• _Work instruction_: Write out exactly the lines from the start of the entries through the one that contains "use crate::error::ProviderResult;", including both.

• _Dataset entries_:
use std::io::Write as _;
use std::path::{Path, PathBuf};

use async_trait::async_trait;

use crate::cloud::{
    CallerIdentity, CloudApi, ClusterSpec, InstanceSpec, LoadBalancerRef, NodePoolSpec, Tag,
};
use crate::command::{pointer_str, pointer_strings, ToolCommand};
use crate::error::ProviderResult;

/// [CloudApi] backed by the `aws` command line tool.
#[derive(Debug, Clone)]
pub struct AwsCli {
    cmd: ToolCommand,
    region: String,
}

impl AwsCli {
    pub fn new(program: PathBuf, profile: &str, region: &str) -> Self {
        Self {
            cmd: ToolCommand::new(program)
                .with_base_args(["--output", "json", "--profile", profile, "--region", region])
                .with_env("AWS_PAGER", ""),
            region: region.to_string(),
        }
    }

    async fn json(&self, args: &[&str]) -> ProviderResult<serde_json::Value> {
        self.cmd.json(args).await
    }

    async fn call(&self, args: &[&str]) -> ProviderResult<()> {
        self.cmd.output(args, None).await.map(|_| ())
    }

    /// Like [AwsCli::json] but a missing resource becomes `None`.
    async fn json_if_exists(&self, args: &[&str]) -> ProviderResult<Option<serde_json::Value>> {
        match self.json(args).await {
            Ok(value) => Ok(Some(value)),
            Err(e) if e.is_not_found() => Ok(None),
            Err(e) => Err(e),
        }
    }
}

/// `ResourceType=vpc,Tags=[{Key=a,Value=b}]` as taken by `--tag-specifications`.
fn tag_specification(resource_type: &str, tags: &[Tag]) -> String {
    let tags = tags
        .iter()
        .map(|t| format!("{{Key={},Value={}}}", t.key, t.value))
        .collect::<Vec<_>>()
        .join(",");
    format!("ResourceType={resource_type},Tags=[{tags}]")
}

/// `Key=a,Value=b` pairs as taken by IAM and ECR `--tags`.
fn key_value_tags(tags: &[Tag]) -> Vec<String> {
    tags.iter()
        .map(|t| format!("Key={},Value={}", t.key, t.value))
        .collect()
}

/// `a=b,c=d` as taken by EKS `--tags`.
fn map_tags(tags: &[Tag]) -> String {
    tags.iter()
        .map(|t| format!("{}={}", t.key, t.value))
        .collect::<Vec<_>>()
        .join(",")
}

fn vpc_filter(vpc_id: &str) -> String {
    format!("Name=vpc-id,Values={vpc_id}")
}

• _Task output_:
use std::io::Write as _;
use std::path::{Path, PathBuf};

use async_trait::async_trait;

use crate::cloud::{
    CallerIdentity, CloudApi, ClusterSpec, InstanceSpec, LoadBalancerRef, NodePoolSpec, Tag,
};
use crate::command::{pointer_str, pointer_strings, ToolCommand};
use crate::error::ProviderResult;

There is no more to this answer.